Ocurrió el lunes a la tarde. Se trata de una paciente de 42 años en buen estado de salud que fue atendida en un parto natural para dar a luz a una beba de kilos 4.800. Se habla de un desgarro que derivó en un cuadro complicado. «Queremos saber qué pasó con ella», expresó llorando la tía del esposo de la parturienta. La familia no entiende por qué no le practicaron una cesárea dado el peso de la criatura. Su pareja, Fernando, le confesó a este medio que «tiene todas las dudas».
En el hospital de Villa Gesell no todo pasa por el Coronavirus, sigue habiendo distintos tipos de atenciones, dentro de lo que además, son los partos.
En este caso, la historia de un embarazo de 41 semanas de una mujer llamada Zulma Sosa de 42 años, desprende dolor y dudas sobre un parto que terminó de la peor manera, con la parturienta fallecida a causa de un desgarro interno y externo sufrido en pleno trabajo de parto natural para dar a luz a una beba de gran peso, 4 kilos 800 gramos.
Lo que se dice extraoficialmente es que no haberle practicado una cesárea ante el tamaño de la beba, tiene que ver con haber dado por hecho que al ser una mujer que parió muchas veces de forma natural – esta es su quinta hija – no era necesaria una cirugía.
Zulma entró al hospital el lunes a las 7 de la mañana.

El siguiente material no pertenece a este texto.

//! Date-range sweeps over the flight search
//!
//! A sweep runs one cached search per (departure date, return date) pair, in
//! departure-major order, and concatenates the flattened rows. The order matters:
//! grouped charts slice the aggregated table into fixed-size runs.

use chrono::NaiveDate;
use thiserror::Error;
use tracing::{debug, info};

use crate::cache::{CacheError, OfferCache};
use crate::data::{flatten, FlattenError, FlattenMode, FlightRow, FlightSearch, QueryKey, QueryKeyError};
use crate::prices::{aggregate, PriceError, PriceTable};

/// A failure during a sweep, tagged with the query it happened on
#[derive(Debug, Error)]
pub enum SweepError {
    /// The query parameters do not form a valid key
    #[error("Invalid query: {0}")]
    InvalidQuery(#[from] QueryKeyError),

    /// Loading or fetching offers failed
    #[error("Fetching offers for {key} failed: {source}")]
    Fetch {
        key: QueryKey,
        #[source]
        source: CacheError,
    },

    /// The offers could not be flattened
    #[error("Flattening offers for {key} failed: {source}")]
    Flatten {
        key: QueryKey,
        #[source]
        source: FlattenError,
    },

    /// The swept rows could not be reduced to mean prices
    #[error("Aggregating prices for sweep {stem} failed: {source}")]
    Aggregate {
        stem: String,
        #[source]
        source: PriceError,
    },
}

/// Route and party shared by every query of a sweep
#[derive(Debug, Clone, PartialEq, Eq)]
pub struct Route {
    pub origin: String,
    pub destination: String,
    pub adults: u8,
}

impl Route {
    /// Query key for one date pair on this route
    pub fn key(&self, departure: NaiveDate, return_date: NaiveDate) -> Result<QueryKey, QueryKeyError> {
        QueryKey::new(&self.origin, &self.destination, departure, return_date, self.adults)
    }

    /// File name stem for a whole sweep, covering the first to last date on each
    /// side, e.g. `SYD-LON-D2023-03-15_2023-03-19-R2023-07-26_2023-07-26-Ad2`.
    /// `None` when either side has no dates.
    pub fn sweep_stem(&self, departure_dates: &[NaiveDate], return_dates: &[NaiveDate]) -> Option<String> {
        let span = |dates: &[NaiveDate]| -> Option<String> {
            Some(format!(
                "{}_{}",
                dates.first()?.format("%Y-%m-%d"),
                dates.last()?.format("%Y-%m-%d")
            ))
        };
        Some(format!(
            "{}-{}-D{}-R{}-Ad{}",
            self.origin.trim().to_ascii_uppercase(),
            self.destination.trim().to_ascii_uppercase(),
            span(departure_dates)?,
            span(return_dates)?,
            self.adults
        ))
    }
}

/// `days` consecutive dates starting at `start`
pub fn date_range(start: NaiveDate, days: usize) -> Vec<NaiveDate> {
    start.iter_days().take(days).collect()
}

/// Fetches (or loads) and flattens the offers for a single query
pub async fn fetch_rows<S: FlightSearch>(
    cache: &OfferCache<S>,
    key: &QueryKey,
    mode: FlattenMode,
) -> Result<Vec<FlightRow>, SweepError> {
    let offers = cache
        .get_or_fetch(key)
        .await
        .map_err(|source| SweepError::Fetch {
            key: key.clone(),
            source,
        })?;

    let rows = flatten(&offers, mode).map_err(|source| SweepError::Flatten {
        key: key.clone(),
        source,
    })?;
    debug!(key = %key, offers = offers.len(), rows = rows.len(), "flattened offers");

    Ok(rows)
}

/// Runs a granular search for every departure/return date pair.
///
/// Every key is validated before the first request, so a bad parameter never
/// leaves a half-finished sweep behind. The first failing pair aborts the sweep.
pub async fn sweep<S: FlightSearch>(
    cache: &OfferCache<S>,
    route: &Route,
    departure_dates: &[NaiveDate],
    return_dates: &[NaiveDate],
) -> Result<Vec<FlightRow>, SweepError> {
    let keys = departure_dates
        .iter()
        .flat_map(|departure| return_dates.iter().map(move |ret| (*departure, *ret)))
        .map(|(departure, ret)| route.key(departure, ret))
        .collect::<Result<Vec<_>, _>>()?;

    info!(
        origin = %route.origin,
        destination = %route.destination,
        queries = keys.len(),
        "starting sweep"
    );

    let mut table = Vec::new();
    for key in &keys {
        table.extend(fetch_rows(cache, key, FlattenMode::Granular).await?);
    }

    info!(rows = table.len(), "sweep complete");
    Ok(table)
}

/// Mean price per date pair over a sweep's rows, tagged with the sweep's stem
/// on failure
pub fn sweep_prices(stem: &str, rows: &[FlightRow]) -> Result<PriceTable, SweepError> {
    aggregate(rows).map_err(|source| SweepError::Aggregate {
        stem: stem.to_string(),
        source,
    })
}

#[cfg(test)]
mod tests {
    use super::*;
    use crate::cache::CacheManager;
    use crate::data::{ApiError, RawOffer};
    use reqwest::StatusCode;
    use serde_json::json;
    use std::cell::RefCell;
    use tempfile::TempDir;

    /// Records every key it is asked for and returns one single-segment
    /// round trip priced by departure day
    #[derive(Default)]
    struct RecordingSearch {
        seen: RefCell<Vec<QueryKey>>,
        fail_on: Option<NaiveDate>,
        malformed: bool,
    }

    impl FlightSearch for RecordingSearch {
        async fn search(&self, key: &QueryKey, currency: &str) -> Result<Vec<RawOffer>, ApiError> {
            self.seen.borrow_mut().push(key.clone());
            if self.fail_on == Some(key.departure()) {
                return Err(ApiError::SearchFailed {
                    status: StatusCode::INTERNAL_SERVER_ERROR,
                    detail: "upstream timeout".to_string(),
                });
            }
            if self.malformed {
                return Ok(vec![json!({"id": "1", "itineraries": "nope"})]);
            }
            let dep = format!("{}T10:00:00", key.departure());
            let ret = format!("{}T10:00:00", key.return_date());
            let seg = |from: &str, to: &str, at: &str| {
                json!({
                    "carrierCode": "QF",
                    "numberOfStops": 0,
                    "departure": {"iataCode": from, "at": at},
                    "arrival": {"iataCode": to, "at": at}
                })
            };
            Ok(vec![json!({
                "id": "1",
                "itineraries": [
                    {"duration": "PT24H", "segments": [seg(key.origin(), key.destination(), &dep)]},
                    {"duration": "PT24H", "segments": [seg(key.destination(), key.origin(), &ret)]}
                ],
                "price": {"grandTotal": "500.00", "currency": currency},
                "validatingAirlineCodes": ["QF"],
                "travelerPricings": [{"fareDetailsBySegment": [
                    {"cabin": "ECONOMY", "includedCheckedBags": {"quantity": 1}},
                    {"cabin": "ECONOMY", "includedCheckedBags": {"quantity": 1}}
                ]}]
            })])
        }
    }

    fn date(s: &str) -> NaiveDate {
        NaiveDate::parse_from_str(s, "%Y-%m-%d").unwrap()
    }

    fn route() -> Route {
        Route {
            origin: "SYD".to_string(),
            destination: "LON".to_string(),
            adults: 2,
        }
    }

    fn create_cache(search: RecordingSearch) -> (OfferCache<RecordingSearch>, TempDir) {
        let temp_dir = TempDir::new().expect("Failed to create temp directory");
        let manager = CacheManager::with_dir(temp_dir.path().to_path_buf());
        (OfferCache::new(manager, search, "GBP"), temp_dir)
    }

    #[test]
    fn test_date_range_is_consecutive() {
        assert_eq!(
            date_range(date("2023-03-30"), 3),
            vec![date("2023-03-30"), date("2023-03-31"), date("2023-04-01")]
        );
        assert!(date_range(date("2023-03-30"), 0).is_empty());
    }

    #[test]
    fn test_sweep_stem_spans_both_ranges() {
        let route = Route {
            origin: "syd".to_string(),
            ..route()
        };
        let stem = route.sweep_stem(
            &date_range(date("2023-03-15"), 5),
            &date_range(date("2023-07-26"), 1),
        );
        assert_eq!(
            stem.as_deref(),
            Some("SYD-LON-D2023-03-15_2023-03-19-R2023-07-26_2023-07-26-Ad2")
        );
        assert!(route.sweep_stem(&[], &[date("2023-07-26")]).is_none());
    }

    #[tokio::test]
    async fn test_sweep_visits_pairs_departure_major() {
        let (cache, _temp_dir) = create_cache(RecordingSearch::default());
        let departures = date_range(date("2023-03-15"), 2);
        let returns = date_range(date("2023-07-26"), 3);

        let rows = sweep(&cache, &route(), &departures, &returns).await.unwrap();

        let seen: Vec<_> = cache
            .client()
            .seen
            .borrow()
            .iter()
            .map(|key| (key.departure(), key.return_date()))
            .collect();
        assert_eq!(
            seen,
            vec![
                (date("2023-03-15"), date("2023-07-26")),
                (date("2023-03-15"), date("2023-07-27")),
                (date("2023-03-15"), date("2023-07-28")),
                (date("2023-03-16"), date("2023-07-26")),
                (date("2023-03-16"), date("2023-07-27")),
                (date("2023-03-16"), date("2023-07-28")),
            ]
        );

        // two segments per offer, one offer per pair
        assert_eq!(rows.len(), 12);
        assert_eq!(rows[0].departure.date(), date("2023-03-15"));
        assert_eq!(rows[11].departure.date(), date("2023-07-28"));
    }

    #[tokio::test]
    async fn test_sweep_reuses_cache_on_second_run() {
        let (cache, _temp_dir) = create_cache(RecordingSearch::default());
        let departures = date_range(date("2023-03-15"), 2);
        let returns = date_range(date("2023-07-26"), 2);

        let first = sweep(&cache, &route(), &departures, &returns).await.unwrap();
        let second = sweep(&cache, &route(), &departures, &returns).await.unwrap();

        assert_eq!(cache.client().seen.borrow().len(), 4);
        assert_eq!(first, second);
    }

    #[tokio::test]
    async fn test_sweep_aborts_with_failing_key() {
        let search = RecordingSearch {
            fail_on: Some(date("2023-03-16")),
            ..Default::default()
        };
        let (cache, _temp_dir) = create_cache(search);
        let departures = date_range(date("2023-03-15"), 3);
        let returns = date_range(date("2023-07-26"), 1);

        let err = sweep(&cache, &route(), &departures, &returns).await.unwrap_err();

        match &err {
            SweepError::Fetch { key, .. } => assert_eq!(key.departure(), date("2023-03-16")),
            other => panic!("unexpected error: {other}"),
        }
        assert!(err.to_string().contains("2023-03-16"));
        assert!(err.to_string().contains("Fetching offers"));
        // the third departure is never attempted
        assert_eq!(cache.client().seen.borrow().len(), 2);
    }

    #[tokio::test]
    async fn test_sweep_reports_flatten_stage() {
        let search = RecordingSearch {
            malformed: true,
            ..Default::default()
        };
        let (cache, _temp_dir) = create_cache(search);
        let dates = [date("2023-03-15")];

        let err = sweep(&cache, &route(), &dates, &[date("2023-07-26")])
            .await
            .unwrap_err();

        assert!(matches!(err, SweepError::Flatten { .. }));
        assert!(err.to_string().contains("Flattening offers for SYD->LON"));
    }

    #[tokio::test]
    async fn test_sweep_rejects_invalid_route_before_searching() {
        let (cache, _temp_dir) = create_cache(RecordingSearch::default());
        let bad_route = Route {
            origin: "SYDNEY".to_string(),
            ..route()
        };

        let err = sweep(&cache, &bad_route, &[date("2023-03-15")], &[date("2023-07-26")])
            .await
            .unwrap_err();

        assert!(matches!(err, SweepError::InvalidQuery(_)));
        assert!(cache.client().seen.borrow().is_empty());
    }

    #[tokio::test]
    async fn test_fetch_rows_summary_mode() {
        let (cache, _temp_dir) = create_cache(RecordingSearch::default());
        let key = route().key(date("2023-03-15"), date("2023-07-26")).unwrap();

        let rows = fetch_rows(&cache, &key, FlattenMode::Summary).await.unwrap();

        assert_eq!(rows.len(), 1);
        assert_eq!(rows[0].origin, "SYD");
        assert_eq!(rows[0].destination, "LON");
    }

    #[tokio::test]
    async fn test_sweep_prices_names_stage_and_sweep() {
        let (cache, _temp_dir) = create_cache(RecordingSearch::default());
        let departures = date_range(date("2023-03-15"), 2);
        let returns = [date("2023-07-26")];
        let stem = route().sweep_stem(&departures, &returns).unwrap();

        let mut rows = sweep(&cache, &route(), &departures, &returns).await.unwrap();
        assert_eq!(sweep_prices(&stem, &rows).unwrap().len(), 3);

        rows[1].price = "n/a".to_string();
        let err = sweep_prices(&stem, &rows).unwrap_err();

        assert!(matches!(err, SweepError::Aggregate { .. }));
        let message = err.to_string();
        assert!(message.starts_with("Aggregating prices for sweep SYD-LON-D2023-03-15_2023-03-16"));
        assert!(message.contains("Invalid price 'n/a'"));
    }
}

Se le indujo al parto con goteo y pasó bastante tiempo hasta que fue llevada a la sala de parto. A las 14:05 el padre de la beba tuvo el aviso de que había nacido. La jefa de enfermeras le dio las felicitaciones y cuando preguntó por su mujer le dijeron: «Se complicó, era muy grande».
En una conversación mantenida con el viudo, expresó que la información que tuvo por parte de la médica es que perdió mucha sangre y que «tenían que sacarle el útero». Le hicieron firmar la autorización para ese procedimiento, pero hoy un casi dos días después, el hombre no puede sacarse la sensación de que durante todo el tiempo los médicos «dieron muchas vueltas».
Ante la complicada situación planteada por los doctores, Fernando recurrió a su hermana para que lo ayude con la beba recién nacida y que conoció a las 15 horas, para que lo acompañe en la habitación que iba a ocupar Zulma.
Sin embargo, la cuñada de la parturienta, al dirigirse al personal para comprender qué pasaba, fue notificada de la muerte de su cuñada.
«Cuando vino a la habitación llorando desesperada y me contó, la beba se largó a llorar y no la podíamos parar», recordó Fernando, que además de dolorido está recién reaccionando y saliendo del estado de irrealidad que siente que vivió.
«Fue como un balde de agua fría, no pude reaccionar», aseguró. Y agregó: «No puedo casi dormir y cuando me despierto me parece que todo fue un sueño».
Fernando vive con 4 hijos, 3 son de la pareja anterior de Zulma y una nena y la beba, Isabela, fruto de la relación de ellos. Estaban juntos hace 12 años y con el llanto retenido confesó: «Fue la mejor compañera que tuve en la vida».
«Tengo todas las dudas», expresó, como también las tiene el resto de la familia que considera que todo lo que sucedió fue muy raro. Espera el resultado de una biopsia, pero necesita saber qué pasó realmente, «se lo debo a su familia y a los chicos», dijo angustiado.
La Directora del Hospital, la Dra. Padilla, fue consultada por este medio para obtener información sobre lo sucedido y contado por la familia, pero no contestó.